Near the beginning of the meeting Chase received a phone call, in which he quickly went out into the hallway. After about ten minutes Chase came back into the room. He promptly said something to the effect of, “If you can wait about 30 minutes, I will tell you in detail what a Mozilla release is” he continued “You also have to promise to not talk about this until we have an official release out.” We all agreed, Chase went back to his computer, and Dave promptly continued to talk to us about his work on Bugzilla.

Dave was very through about Bugzilla. One interesting point was how bugzilla cannot release very often because most of the users are large cooperations. Every time they release it requires the clients to prepare and upgrade migration plans that often take a lot of time.

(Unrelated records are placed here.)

// Path: skg-core/src/extract.rs
//! Archive detection and extraction.
//!
//! Formats are recognised by content, never by file extension. Tar archives may
//! be wrapped in gzip, bzip2 or xz.

use std::fmt;
use std::fs::{self, File};
use std::io::{self, Read};
use std::path::{Component, Path, PathBuf};
use std::str::FromStr;

use bzip2::read::BzDecoder;
use flate2::read::MultiGzDecoder;
use skg_common::error::{Result, SkgError};
use tar::Archive;
use tracing::{debug, error, warn};
use xz2::read::XzDecoder;
use zip::read::ZipArchive;

/// A concrete archive format handler.
#[derive(Debug, Clone, Copy, PartialEq, Eq)]
pub enum ArchiveKind {
    Tar,
    Zip,
}

impl ArchiveKind {
    /// Order in which formats are tried when the format is not pinned.
    pub const PRIORITY: [ArchiveKind; 2] = [ArchiveKind::Tar, ArchiveKind::Zip];

    /// Whether `path` holds an archive of this kind.
    pub fn detect(self, path: &Path) -> Result<bool> {
        match self {
            Self::Tar => is_tar(path),
            Self::Zip => is_zip(path),
        }
    }

    /// Unpacks `archive_path` into `target_dir`, creating it if needed.
    pub fn extract(self, archive_path: &Path, target_dir: &Path) -> Result<()> {
        debug!(
            "Extracting {} archive '{}' to '{}'",
            self,
            archive_path.display(),
            target_dir.display()
        );
        fs::create_dir_all(target_dir).map_err(|e| {
            SkgError::Io(std::sync::Arc::new(io::Error::new(
                e.kind(),
                format!(
                    "Failed to create target directory {}: {}",
                    target_dir.display(),
                    e
                ),
            )))
        })?;
        match self {
            Self::Tar => extract_tar_archive(open_tar_stream(archive_path)?, target_dir, archive_path),
            Self::Zip => extract_zip_archive(archive_path, target_dir),
        }
    }
}

impl fmt::Display for ArchiveKind {
    fn fmt(&self, f: &mut fmt::Formatter<'_>) -> fmt::Result {
        f.write_str(match self {
            Self::Tar => "tar",
            Self::Zip => "zip",
        })
    }
}

/// Which formats extraction may use.
#[derive(Debug, Clone, Copy, PartialEq, Eq, Default)]
pub enum ArchiveFormat {
    /// Tar, then zip.
    #[default]
    Auto,
    Tar,
    Zip,
    /// Never extract.
    Disabled,
}

impl ArchiveFormat {
    pub fn candidates(self) -> &'static [ArchiveKind] {
        match self {
            Self::Auto => &ArchiveKind::PRIORITY,
            Self::Tar => &[ArchiveKind::Tar],
            Self::Zip => &[ArchiveKind::Zip],
            Self::Disabled => &[],
        }
    }
}

impl FromStr for ArchiveFormat {
    type Err = SkgError;

    fn from_str(s: &str) -> Result<Self> {
        match s.to_ascii_lowercase().as_str() {
            "auto" => Ok(Self::Auto),
            "tar" => Ok(Self::Tar),
            "zip" => Ok(Self::Zip),
            "none" => Ok(Self::Disabled),
            other => Err(SkgError::ValidationError(format!(
                "Unknown archive format '{other}' (expected auto, tar, zip or none)"
            ))),
        }
    }
}

/// Extracts `source` into `destination` with the first candidate format that
/// recognises it.
///
/// Returns `Ok(false)` when no candidate recognises the file. If extraction of a
/// recognised archive fails, `destination` is removed (recursively for a
/// directory) before the error is returned.
pub fn extract_archive(source: &Path, destination: &Path, format: ArchiveFormat) -> Result<bool> {
    for kind in format.candidates() {
        if !kind.detect(source)? {
            debug!("{} is not a {} archive", source.display(), kind);
            continue;
        }
        if let Err(e) = kind.extract(source, destination) {
            error!(
                "Failed to extract {} archive {}: {}",
                kind,
                source.display(),
                e
            );
            remove_destination(destination);
            return Err(e);
        }
        debug!("Extracted {} into {}", source.display(), destination.display());
        return Ok(true);
    }
    debug!(
        "No archive format recognised {}; nothing extracted",
        source.display()
    );
    Ok(false)
}

/// Best-effort removal of a file or directory tree.
fn remove_destination(path: &Path) {
    let metadata = match path.symlink_metadata() {
        Ok(metadata) => metadata,
        Err(_) => return,
    };
    let removal = if metadata.file_type().is_dir() {
        fs::remove_dir_all(path)
    } else {
        fs::remove_file(path)
    };
    match removal {
        Ok(()) => debug!("Removed extraction destination {}", path.display()),
        Err(e) => warn!(
            "Failed to remove extraction destination {}: {}",
            path.display(),
            e
        ),
    }
}

#[derive(Debug, Clone, Copy, PartialEq, Eq)]
enum Compression {
    None,
    Gzip,
    Bzip2,
    Xz,
}

fn sniff_compression(path: &Path) -> Result<Compression> {
    let kind = infer::get_from_path(path)?;
    Ok(match kind.map(|k| k.extension()) {
        Some("gz") => Compression::Gzip,
        Some("bz2") => Compression::Bzip2,
        Some("xz") => Compression::Xz,
        _ => Compression::None,
    })
}

fn open_tar_stream(path: &Path) -> Result<Box<dyn Read>> {
    let compression = sniff_compression(path)?;
    let file = File::open(path).map_err(|e| {
        SkgError::Io(std::sync::Arc::new(io::Error::new(
            e.kind(),
            format!("Failed to open archive {}: {}", path.display(), e),
        )))
    })?;
    debug!("Opening {} as tar stream ({:?})", path.display(), compression);
    Ok(match compression {
        Compression::None => Box::new(file),
        Compression::Gzip => Box::new(MultiGzDecoder::new(file)),
        Compression::Bzip2 => Box::new(BzDecoder::new(file)),
        Compression::Xz => Box::new(XzDecoder::new(file)),
    })
}

/// A tar archive is recognised when its first header block carries a valid checksum.
fn is_tar(path: &Path) -> Result<bool> {
    let mut archive = Archive::new(open_tar_stream(path)?);
    let mut entries = match archive.entries() {
        Ok(entries) => entries,
        Err(_) => return Ok(false),
    };
    Ok(matches!(entries.next(), Some(Ok(_))))
}

fn is_zip(path: &Path) -> Result<bool> {
    let file = File::open(path)?;
    Ok(ZipArchive::new(file).is_ok())
}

Once he was ready, Chase went wild explaining what he was up to. Just that night there had been a zero-day exploit released on a public mailing list about effecting all versions of firefox. Being the release engineer he had built the first releases of 1.0.3 during our LUG meeting. Yep, Chase said we could say he built Firefox 1.0.3 during the meeting. Pretty wild!

The meeting ended up going roughly 3 hours all said and done. Pretty long, but well worth it. It seemed like everyone who participated had a good time. Also, everyone who participated gets a Mozilla shirt! I got an email a few days ago saying that the shirts are in the mail and will be on campus soon. Thanks Mozilla!

Open Source in COE — phase 2

Wednesday, April 13th, 2005

The platform for learning in CS has not gone very far. We got to the point that it was time to talk details, and nobody came up with anything good. Nothing has “clicked” that just works.

Tonight after talking with members from the OVP, I am all fired up to start a program creating paid internships based around open source software. This is something we have talked about before. As the famous Paul Querna once said, “every open source project can use more love”. The value given back to the sponsors is relatively cheap training. The students would obviously benefit by having the coolest job in the world. I mean what is better then being dedicated to a open source project AND being paid to do it?

There are a few distinct groups that need to be contacted in order to make this happen

  • Sponsors: Find people to fund such a program.
  • COE: Need to figure out how to best fit this in with what the COE is doing.
  • OSL: This might be the perfect chance for some cross pollination.
  • Students: Find people that would actively participate (should be easiest part).

Lets start with OSL and COE.

Visit from OVP

Tuesday, April 12th, 2005

Two folks from the OVP will be in town tomorrow. They will be here to listen to student ideas for high tech and open source start-ups.

This was one of those “would this be a neat event” someone mentioned. So, after making it happen, lets see if people show up! Who wouldn’t like free pizza and possibly money?

What: Oregon Venture Partners pizza and pitch night.
Who: Dave Chen, Lucinda Stewart, and Oregon State Students.
Where: Trysting Tree Conference Room (Weatherford Hall)
When: Wednesday, April 13th, 5pm-6:30pm.
Why: Share your ideas, receive feedback, and perhaps be funded.

InstallFest3 is coming

Sunday, April 10th, 2005

We had a good, relatively quick, meeting after the OSL Open House. The goal was to decide on a few things:

  • When/Where
  • Decide on a user/hobbyist distro

Rob Brown was oh so kind and typed up the InstallFest3 page. The outcomes of the objectives are there.

So far I have sent the email off asking for the room reservation, hopefully we will get the OK on Monday (calendar says it is free).